TASK TO COMPLETE: Exactly the lines from the first line of the listing through the line containing "use super::sanitize::sanitize_parameters;" should appear in the output, unchanged.

─── RECORDS SHOWN ───

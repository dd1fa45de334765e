//! Tool discovery subprocess
//!
//! Runs a host-configured command that prints a JSON array of function
//! declarations on stdout.

use std::process::Stdio;

use serde_json::{json, Value};
use tokio::io::{AsyncRead, AsyncReadExt};
use tokio::process::Command;
use tracing::{debug, info, warn};

use super::sanitize::sanitize_parameters;
use crate::ai::types::ToolDeclaration;
use crate::constants;
use crate::error::{AdapterError, Result};

/// Run `command` and return the declarations it prints
///
/// Stdout and stderr are each capped at 10 MiB; going over either cap kills
/// the process.
pub async fn discover_tools(command: &str) -> Result<Vec<ToolDeclaration>> {
    run_discovery(
        command,
        constants::discovery::MAX_STDOUT_BYTES,
        constants::discovery::MAX_STDERR_BYTES,
    )
    .await
}

pub(crate) async fn run_discovery(
    command: &str,
    stdout_limit: usize,
    stderr_limit: usize,
) -> Result<Vec<ToolDeclaration>> {
    let argv = shell_words::split(command)
        .map_err(|e| AdapterError::Discovery(format!("invalid discovery command: {}", e)))?;
    let (program, args) = argv
        .split_first()
        .ok_or_else(|| AdapterError::Discovery("discovery command is empty".to_string()))?;

    let mut cmd = Command::new(program);
    cmd.args(args)
        .kill_on_drop(true)
        .stdin(Stdio::null())
        .stdout(Stdio::piped())
        .stderr(Stdio::piped());

    info!(command = %command, "Running tool discovery");
    let mut child = cmd
        .spawn()
        .map_err(|e| AdapterError::Discovery(format!("failed to spawn `{}`: {}", program, e)))?;

    let (Some(stdout), Some(stderr)) = (child.stdout.take(), child.stderr.take()) else {
        return Err(AdapterError::Discovery("discovery pipes unavailable".to_string()));
    };

    let output = tokio::try_join!(
        read_capped(stdout, stdout_limit, "stdout"),
        read_capped(stderr, stderr_limit, "stderr"),
    );
    let (stdout, stderr) = match output {
        Ok(output) => output,
        Err(e) => {
            warn!(command = %command, error = %e, "Killing tool discovery process");
            let _ = child.kill().await;
            return Err(e);
        }
    };

    let status = child
        .wait()
        .await
        .map_err(|e| AdapterError::Discovery(format!("failed to wait for `{}`: {}", program, e)))?;
    if !status.success() {
        let code = status
            .code()
            .map(|c| c.to_string())
            .unwrap_or_else(|| "signal".to_string());
        let stderr = String::from_utf8_lossy(&stderr);
        warn!(command = %command, code = %code, "Tool discovery exited with failure");
        return Err(AdapterError::Discovery(format!(
            "`{}` exited with code {}: {}",
            command,
            code,
            stderr.trim()
        )));
    }

    let declarations = parse_declarations(&stdout)?;
    info!(count = declarations.len(), "Tool discovery complete");
    Ok(declarations)
}

async fn read_capped<R: AsyncRead + Unpin>(
    mut reader: R,
    limit: usize,
    label: &'static str,
) -> Result<Vec<u8>> {
    let mut collected = Vec::new();
    let mut chunk = [0u8; 8192];
    loop {
        let read = reader
            .read(&mut chunk)
            .await
            .map_err(|e| AdapterError::Discovery(format!("failed to read {}: {}", label, e)))?;
        if read == 0 {
            return Ok(collected);
        }
        if collected.len() + read > limit {
            return Err(AdapterError::Discovery(format!(
                "{} exceeded {} bytes",
                label, limit
            )));
        }
        collected.extend_from_slice(&chunk[..read]);
    }
}

/// Parse discovery output into sanitized declarations
pub fn parse_declarations(stdout: &[u8]) -> Result<Vec<ToolDeclaration>> {
    let items: Vec<Value> = serde_json::from_slice(stdout).map_err(|e| {
        AdapterError::Discovery(format!("discovery output is not a JSON array: {}", e))
    })?;

    let mut declarations = Vec::new();
    for item in &items {
        let wrapped = item
            .get("function_declarations")
            .or_else(|| item.get("functionDeclarations"));
        match wrapped {
            Some(Value::Array(entries)) => {
                for entry in entries {
                    push_declaration(entry, &mut declarations);
                }
            }
            Some(other) => {
                warn!(value = %other, "Ignoring non-array function declarations");
            }
            None => push_declaration(item, &mut declarations),
        }
    }
    Ok(declarations)
}

fn push_declaration(value: &Value, out: &mut Vec<ToolDeclaration>) {
    let Some(name) = value
        .get("name")
        .and_then(Value::as_str)
        .filter(|n| !n.is_empty())
    else {
        warn!("Skipping discovered tool without a name");
        return;
    };

    let description = value
        .get("description")
        .and_then(Value::as_str)
        .unwrap_or_default();
    let mut parameters = match value.get("parameters") {
        Some(params @ Value::Object(_)) => params.clone(),
        _ => json!({}),
    };
    sanitize_parameters(&mut parameters);

    debug!(name, "Discovered tool");
    out.push(ToolDeclaration::new(name, description, parameters));
}

#[cfg(test)]
mod tests {
    use super::*;
    use std::io::Write;

    fn json_file(contents: &str) -> tempfile::NamedTempFile {
        let mut file = tempfile::NamedTempFile::new().unwrap();
        file.write_all(contents.as_bytes()).unwrap();
        file
    }

    fn script(body: &str) -> (tempfile::TempDir, String) {
        let dir = tempfile::tempdir().unwrap();
        let path = dir.path().join("discover.sh");
        std::fs::write(&path, body).unwrap();
        let command = format!("sh {}", shell_words::quote(&path.to_string_lossy()));
        (dir, command)
    }

    #[test]
    fn test_parse_raw_and_wrapped_items() {
        let output = r#"[
            {"name": "raw_tool", "description": "Raw", "parameters": {"type": "object"}},
            {"function_declarations": [{"name": "a"}, {"name": "b", "parameters": "bogus"}]},
            {"functionDeclarations": [{"name": "c"}]}
        ]"#;
        let declarations = parse_declarations(output.as_bytes()).unwrap();
        let names: Vec<&str> = declarations.iter().map(|d| d.name.as_str()).collect();
        assert_eq!(names, vec!["raw_tool", "a", "b", "c"]);
        assert_eq!(declarations[0].description, "Raw");
        assert_eq!(declarations[2].parameters_or_empty(), json!({}));
    }

    #[test]
    fn test_parse_skips_nameless_items() {
        let declarations =
            parse_declarations(br#"[{"description": "no name"}, {"name": ""}, {"name": "ok"}]"#).unwrap();
        assert_eq!(declarations.len(), 1);
        assert_eq!(declarations[0].name, "ok");
    }

    #[test]
    fn test_parse_sanitizes_parameters() {
        let output = r#"[{"name": "t", "parameters": {
            "type": "object",
            "properties": {
                "when": {"type": "string", "format": "date-time"},
                "site": {"type": "STRING", "format": "uri"},
                "mode": {"anyOf": [{"type": "string"}], "default": "fast"}
            }
        }}]"#;
        let declarations = parse_declarations(output.as_bytes()).unwrap();
        let params = declarations[0].parameters_or_empty();
        assert_eq!(params["properties"]["when"]["format"], "date-time");
        assert!(params["properties"]["site"].get("format").is_none());
        assert!(params["properties"]["mode"].get("default").is_none());
    }

    #[test]
    fn test_parse_rejects_non_array() {
        let err = parse_declarations(br#"{"name": "t"}"#).unwrap_err();
        assert_eq!(err.code(), "DiscoveryError");
        assert!(parse_declarations(b"not json").is_err());
    }

    #[tokio::test]
    async fn test_discover_from_command_output() {
        let file = json_file(r#"[{"name": "list_files", "description": "List files"}]"#);
        let command = format!("cat {}", shell_words::quote(&file.path().to_string_lossy()));
        let declarations = discover_tools(&command).await.unwrap();
        assert_eq!(declarations.len(), 1);
        assert_eq!(declarations[0].name, "list_files");
    }

    #[tokio::test]
    async fn test_non_zero_exit_reports_code_and_stderr() {
        let (_dir, command) = script("echo 'registry offline' >&2\nexit 3\n");
        let err = discover_tools(&command).await.unwrap_err();
        let message = err.to_string();
        assert!(message.contains("code 3"));
        assert!(message.contains("registry offline"));
    }

    #[tokio::test]
    async fn test_output_over_cap_fails() {
        let (_dir, command) = script("i=0\nwhile [ $i -lt 200 ]; do echo '[\"xxxxxxxxxxxxxxxxxxxxxxxx\"]'; i=$((i+1)); done\n");
        let err = run_discovery(&command, 1024, 1024).await.unwrap_err();
        assert!(matches!(err, AdapterError::Discovery(ref m) if m.contains("stdout exceeded")));
    }

    #[tokio::test]
    async fn test_spawn_failures() {
        assert!(discover_tools("").await.is_err());
        assert!(discover_tools("'unterminated").await.is_err());
        let err = discover_tools("/definitely/not/a/discovery/binary").await.unwrap_err();
        assert!(err.to_string().contains("failed to spawn"));
    }
}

───

EXERCISE OUTPUT:
repository dd1fa45de334765e
//! Tool discovery subprocess
//!
//! Runs a host-configured command that prints a JSON array of function
//! declarations on stdout.

use std::process::Stdio;

use serde_json::{json, Value};
use tokio::io::{AsyncRead, AsyncReadExt};
use tokio::process::Command;
use tracing::{debug, info, warn};

use super::sanitize::sanitize_parameters;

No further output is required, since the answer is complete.